The population doubled between 1836 and 1869, from 105 to 212 settlers and they turned more towards the Labrador fishery as the inshore fishery could no longer sustain the growing population. Sealing activity was first recorded in 1857, the Labrador cod fishery was still growing, and smaller quantities of salmon, herring, and capelin were also being caught. By 1891, there was also a lobster factory recorded which employed 31 men.
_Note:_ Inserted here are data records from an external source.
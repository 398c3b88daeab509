use axum::{
    http::StatusCode,
    response::{IntoResponse, Response},
    Json,
};
use serde::{Deserialize, Serialize};

/// Standardized error body returned by every failing endpoint.
#[derive(Debug, Serialize, Deserialize)]
pub struct ErrorResponse {
    /// HTTP status category (e.g., "Not Found", "Bad Request")
    pub error: String,
    /// Human-readable error description
    pub message: String,
    /// Additional error details (validation errors)
    #[serde(skip_serializing_if = "Option::is_none")]
    pub details: Option<String>,
    /// ISO 8601 timestamp when the error occurred
    pub timestamp: String,
}

/// Error type shared by all services in the crate.
#[derive(Debug, thiserror::Error)]
pub enum ServiceError {
    #[error("Not found: {0}")]
    NotFound(String),

    #[error("Validation error: {0}")]
    ValidationError(String),

    #[error("Invalid operation: {0}")]
    InvalidOperation(String),

    #[error("Invalid input: {0}")]
    InvalidInput(String),

    #[error("Coupon rejected: {0}")]
    CouponRejected(String),

    #[error("Gift card rejected: {0}")]
    GiftCardRejected(String),

    /// Another settlement attempt is already in flight for this session.
    #[error("A checkout attempt is already in progress, please wait")]
    SettlementInProgress,

    #[error("External service error: {0}")]
    ExternalServiceError(String),

    #[error("Payment failed: {0}")]
    PaymentFailed(String),

    #[error("Event error: {0}")]
    EventError(String),

    #[error("Internal error: {0}")]
    InternalError(String),

    #[error("Other error: {0}")]
    Other(#[from] anyhow::Error),
}

impl From<validator::ValidationErrors> for ServiceError {
    fn from(err: validator::ValidationErrors) -> Self {
        ServiceError::ValidationError(err.to_string())
    }
}

impl From<reqwest::Error> for ServiceError {
    fn from(err: reqwest::Error) -> Self {
        if err.is_timeout() {
            ServiceError::ExternalServiceError("request timed out".to_string())
        } else {
            ServiceError::ExternalServiceError(err.to_string())
        }
    }
}

impl ServiceError {
    /// Returns the HTTP status code for this error.
    /// This is the single source of truth for error-to-status mapping.
    pub fn status_code(&self) -> StatusCode {
        match self {
            Self::NotFound(_) => StatusCode::NOT_FOUND,
            Self::ValidationError(_) | Self::InvalidOperation(_) | Self::InvalidInput(_) => {
                StatusCode::BAD_REQUEST
            }
            Self::CouponRejected(_) | Self::GiftCardRejected(_) => StatusCode::UNPROCESSABLE_ENTITY,
            Self::SettlementInProgress => StatusCode::CONFLICT,
            Self::ExternalServiceError(_) => StatusCode::BAD_GATEWAY,
            Self::PaymentFailed(_) => StatusCode::PAYMENT_REQUIRED,
            Self::EventError(_) | Self::InternalError(_) | Self::Other(_) => {
                StatusCode::INTERNAL_SERVER_ERROR
            }
        }
    }

    /// Returns the error message suitable for HTTP responses.
    /// Internal errors return generic messages to avoid leaking implementation details.
    pub fn response_message(&self) -> String {
        match self {
            Self::EventError(_) | Self::InternalError(_) | Self::Other(_) => {
                "Internal server error".to_string()
            }
            _ => self.to_string(),
        }
    }
}

impl IntoResponse for ServiceError {
    fn into_response(self) -> Response {
        let status = self.status_code();
        let err = ErrorResponse {
            error: status.canonical_reason().unwrap_or("Error").to_string(),
            message: self.response_message(),
            details: None,
            timestamp: chrono::Utc::now().to_rfc3339(),
        };

        (status, Json(err)).into_response()
    }
}

/// API error type for HTTP handlers.
#[derive(Debug, thiserror::Error)]
pub enum ApiError {
    #[error("Service error: {0}")]
    ServiceError(#[from] ServiceError),

    #[error("Validation error: {0}")]
    ValidationError(String),

    #[error("Not found: {0}")]
    NotFound(String),

    #[error("Bad request: {0}")]
    BadRequest(String),
}

impl IntoResponse for ApiError {
    fn into_response(self) -> Response {
        let (status, message) = match &self {
            ApiError::ServiceError(service_error) => (
                service_error.status_code(),
                service_error.response_message(),
            ),
            ApiError::ValidationError(msg) => (StatusCode::BAD_REQUEST, msg.clone()),
            ApiError::NotFound(msg) => (StatusCode::NOT_FOUND, msg.clone()),
            ApiError::BadRequest(msg) => (StatusCode::BAD_REQUEST, msg.clone()),
        };

        let err = ErrorResponse {
            error: status.canonical_reason().unwrap_or("Error").to_string(),
            message,
            details: None,
            timestamp: chrono::Utc::now().to_rfc3339(),
        };

        (status, Json(err)).into_response()
    }
}

#[cfg(test)]
mod tests {
    use super::*;

    #[test]
    fn settlement_in_progress_maps_to_conflict() {
        let err = ServiceError::SettlementInProgress;
        assert_eq!(err.status_code(), StatusCode::CONFLICT);
        assert!(err.response_message().contains("please wait"));
    }

    #[test]
    fn rejections_map_to_unprocessable_entity() {
        let err = ServiceError::CouponRejected("code expired".to_string());
        assert_eq!(err.status_code(), StatusCode::UNPROCESSABLE_ENTITY);

        let err = ServiceError::GiftCardRejected("zero balance".to_string());
        assert_eq!(err.status_code(), StatusCode::UNPROCESSABLE_ENTITY);
    }

    #[test]
    fn internal_errors_do_not_leak_details() {
        let err = ServiceError::InternalError("connection pool exhausted".to_string());
        assert_eq!(err.response_message(), "Internal server error");
    }

    #[test]
    fn validation_errors_from_validator() {
        use validator::Validate;

        #[derive(Validate)]
        struct Probe {
            #[validate(email)]
            email: String,
        }

        let probe = Probe {
            email: "not-an-email".to_string(),
        };
        let err: ServiceError = probe.validate().unwrap_err().into();
        assert_eq!(err.status_code(), StatusCode::BAD_REQUEST);
    }
}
The economy was based on the Labrador fishery until its decline in 1930s and 1940s. By 1952, there were only eight families engaged in fishing for cod, lobster, and turbot. In the winter, men were employed with woods work, but by the 1950s most families were being resettled elsewhere. Fair Islands were vacated by the 1960s.

==Church History==
On September 7, 1846 Bishop Edward Feild, sailed to Fair Island and consecrated St. Barnabas Church. He was the first bishop to visit since Bishop Inglis' visit in the 1830s.

==Education History==
A school was first reported in 1836, established by the Newfoundland School Society. The first teacher was Moses Cutler and the initial enrolment was 28 students.

==Census Information==

|  | 1836 | 1869 | 1857 | 1874 |
|---|---|---|---|---|
| Population | 105 | 212 | 184 | 209 |
| Inhabited houses | 12 | 23 | 17 | 33 |
| Families | - | 36 | 28 | 38 |
| Church of England | 104 | 212 | 184 | 209 |
| Roman Catholic | 1 | - | - | - |
| # of pupils | - | 33 | - | 9 |
| Can read/write | - | 56 | - | 107 |
| Total fishing boats | 11 | 15 | 14 | 12 |
| Boats built | - | - | 2 | - |
| People catching/curing fish | - | 72 | 144 | 98 |
| Seamen/fishermen | - | - | 41 | 33 |
| Vessels in seal fishery | - | 2 | 1 | 3 |
| Men on board | - | 22 | 6 | 23 |
| Tonnage | - | 53 | 30 | 76 |
| Nets and seines | - | 32 | 70 | 8 |
| Seal nets | - | - | 30 | 10 |
| Seals caught | - | - | 16 | - |
| Cod fish cured (qtls) | - | - | 1440 | 1730 |
| Salmon caught and cured (tres) | - | - | 5 | 7 |
| Fishing rooms in use | - | 13 | 10 | 10 |
| Stores/barns/outhouses | - | 11 | 9 | 11 |
| Oil produced (tuns) | - | - | 4.5 | 660 gals |
| Barrels of potatoes produced | 416.5 (bushels) | 174 | 135 | 50 |
| Barrels of turnip | - | 5 | - | - |
| Cattle/cows/oxen | 2 | - | 10 | - |
| Hogs | 3 | - | - | - |
| Swine/goats | - | 1 | 7 | 35 |

==Directories==
- Hutchinson's Directory of 1864 lists one person under Fair Island:
- William Pickett, Sr. - Planter

- Lovell's Directory describes Fair Island as an island on the west side of Bonavista Bay, distant from Greenspond by 9 miles by boat with a population of 212. The names that are listed are:
- Ackerman, Stephen - Fisherman
- Ansty, John - Planter
- Bollen, Isaac - Fisherman
- Brown, James - Fisherman
- Cutler, John - Planter
- Farmage, Samuel - Fisherman
- Gibbons, John - Fisherman
- Harlock, Thomas - Fisherman
- Hounsell, George - Fisherman
- Hunt, Anthony - Fisherman
- Hunt, Robert - Fisherman
- Noble, William - Fisherman
- Oakley, Charles
- Picket, John - Fisherman
- Picket, Jonah - Fisherman
- Picket, William - Planter
- Pond, Edward - Fisherman
- Rogers, Charles - Fisherman
- Rogers, John - Fisherman
- Rogers, John, jun - Planter
- Way, John - Fisherman
- Wieks, Benjamin - Fisherman

==Interesting facts==
- Native Newfoundland actor, Andre Noble, 25, died on the island on July 30, 2004, from accidental monkshood poisoning.
- The members of the outport road board for Fair Island were Brown, Hunt, Rodgers, and Filthorn.
- Two fishing rooms in Fair Island were recorded in 1805: Pickett's Room and Lane's Room.